ASSIGNED TASK:
Using the records below, repeat exactly the lines from the one holding "of the concrete" through the one holding "impl std::error::Error for", both ends included, and no others.

*****

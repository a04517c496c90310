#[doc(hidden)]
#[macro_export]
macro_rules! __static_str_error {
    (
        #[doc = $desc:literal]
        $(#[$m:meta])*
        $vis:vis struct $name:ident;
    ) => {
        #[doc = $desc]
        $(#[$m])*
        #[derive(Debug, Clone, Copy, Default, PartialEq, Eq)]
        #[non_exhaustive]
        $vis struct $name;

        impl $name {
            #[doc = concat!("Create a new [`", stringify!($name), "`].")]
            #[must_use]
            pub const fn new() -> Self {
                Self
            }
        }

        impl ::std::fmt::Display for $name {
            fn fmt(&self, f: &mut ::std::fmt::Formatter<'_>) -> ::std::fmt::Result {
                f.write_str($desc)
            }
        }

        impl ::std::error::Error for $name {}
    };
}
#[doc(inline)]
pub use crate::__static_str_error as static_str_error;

*****

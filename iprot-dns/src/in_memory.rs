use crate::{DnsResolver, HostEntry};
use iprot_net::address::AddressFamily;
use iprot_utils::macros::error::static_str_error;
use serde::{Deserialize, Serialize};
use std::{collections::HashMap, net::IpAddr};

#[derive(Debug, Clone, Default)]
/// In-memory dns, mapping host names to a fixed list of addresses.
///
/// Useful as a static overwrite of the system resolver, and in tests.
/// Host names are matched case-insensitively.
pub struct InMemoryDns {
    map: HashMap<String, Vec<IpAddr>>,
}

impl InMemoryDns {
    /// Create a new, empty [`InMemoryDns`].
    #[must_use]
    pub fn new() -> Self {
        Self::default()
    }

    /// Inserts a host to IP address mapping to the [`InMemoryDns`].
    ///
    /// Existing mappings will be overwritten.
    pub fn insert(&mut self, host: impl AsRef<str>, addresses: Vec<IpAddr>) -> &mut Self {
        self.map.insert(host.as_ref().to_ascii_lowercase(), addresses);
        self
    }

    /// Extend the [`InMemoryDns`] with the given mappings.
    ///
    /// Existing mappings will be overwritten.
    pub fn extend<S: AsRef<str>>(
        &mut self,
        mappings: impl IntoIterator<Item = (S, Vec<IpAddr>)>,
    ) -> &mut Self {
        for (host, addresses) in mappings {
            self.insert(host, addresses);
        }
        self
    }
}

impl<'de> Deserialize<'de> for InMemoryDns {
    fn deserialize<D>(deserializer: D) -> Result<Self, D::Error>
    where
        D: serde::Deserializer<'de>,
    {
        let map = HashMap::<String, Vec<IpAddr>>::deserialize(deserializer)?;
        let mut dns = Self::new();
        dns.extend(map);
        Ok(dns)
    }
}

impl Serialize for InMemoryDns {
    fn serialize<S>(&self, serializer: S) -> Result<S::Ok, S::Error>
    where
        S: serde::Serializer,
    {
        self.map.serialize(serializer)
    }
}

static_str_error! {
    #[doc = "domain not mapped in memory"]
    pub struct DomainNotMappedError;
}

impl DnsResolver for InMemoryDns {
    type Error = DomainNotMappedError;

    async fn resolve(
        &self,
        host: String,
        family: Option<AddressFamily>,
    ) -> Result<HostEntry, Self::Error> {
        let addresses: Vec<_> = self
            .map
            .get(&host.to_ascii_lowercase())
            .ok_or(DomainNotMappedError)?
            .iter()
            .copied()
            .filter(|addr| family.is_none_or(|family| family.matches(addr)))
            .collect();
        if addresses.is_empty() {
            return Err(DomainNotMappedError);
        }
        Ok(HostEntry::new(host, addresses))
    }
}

*****

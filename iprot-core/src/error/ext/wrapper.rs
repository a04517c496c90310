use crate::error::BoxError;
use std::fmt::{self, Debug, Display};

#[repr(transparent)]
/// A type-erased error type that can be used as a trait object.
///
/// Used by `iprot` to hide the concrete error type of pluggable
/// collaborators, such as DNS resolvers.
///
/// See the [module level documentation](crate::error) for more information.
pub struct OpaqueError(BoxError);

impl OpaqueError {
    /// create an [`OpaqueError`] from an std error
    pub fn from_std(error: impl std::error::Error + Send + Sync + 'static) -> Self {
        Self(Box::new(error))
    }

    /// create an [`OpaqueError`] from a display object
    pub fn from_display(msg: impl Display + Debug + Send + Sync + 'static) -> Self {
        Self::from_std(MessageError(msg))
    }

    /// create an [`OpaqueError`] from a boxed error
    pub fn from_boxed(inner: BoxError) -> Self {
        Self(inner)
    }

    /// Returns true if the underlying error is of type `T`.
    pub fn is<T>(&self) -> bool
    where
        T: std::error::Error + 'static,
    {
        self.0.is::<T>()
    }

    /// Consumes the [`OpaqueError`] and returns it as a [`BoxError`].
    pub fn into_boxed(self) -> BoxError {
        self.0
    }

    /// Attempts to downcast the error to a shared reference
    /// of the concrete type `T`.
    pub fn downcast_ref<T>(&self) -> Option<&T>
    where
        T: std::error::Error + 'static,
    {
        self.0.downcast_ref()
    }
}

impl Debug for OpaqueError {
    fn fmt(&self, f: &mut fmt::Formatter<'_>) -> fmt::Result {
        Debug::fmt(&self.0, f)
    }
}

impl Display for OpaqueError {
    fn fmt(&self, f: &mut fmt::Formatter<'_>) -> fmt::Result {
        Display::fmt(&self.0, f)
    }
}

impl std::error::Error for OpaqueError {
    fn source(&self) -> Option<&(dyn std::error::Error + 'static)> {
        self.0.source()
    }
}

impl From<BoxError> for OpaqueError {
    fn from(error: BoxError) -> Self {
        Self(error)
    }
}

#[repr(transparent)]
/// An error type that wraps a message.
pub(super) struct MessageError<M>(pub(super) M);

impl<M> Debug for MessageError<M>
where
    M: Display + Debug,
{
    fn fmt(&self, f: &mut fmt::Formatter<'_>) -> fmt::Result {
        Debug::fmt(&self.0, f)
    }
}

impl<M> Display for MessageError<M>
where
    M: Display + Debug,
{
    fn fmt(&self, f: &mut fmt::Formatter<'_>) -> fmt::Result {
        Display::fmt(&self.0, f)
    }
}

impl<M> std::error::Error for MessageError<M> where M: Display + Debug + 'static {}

*****

RESULT OF THE EXERCISE:
    /// of the concrete type `T`.
    pub fn downcast_ref<T>(&self) -> Option<&T>
    where
        T: std::error::Error + 'static,
    {
        self.0.downcast_ref()
    }
}

impl Debug for OpaqueError {
    fn fmt(&self, f: &mut fmt::Formatter<'_>) -> fmt::Result {
        Debug::fmt(&self.0, f)
    }
}

impl Display for OpaqueError {
    fn fmt(&self, f: &mut fmt::Formatter<'_>) -> fmt::Result {
        Display::fmt(&self.0, f)
    }
}

impl std::error::Error for OpaqueError {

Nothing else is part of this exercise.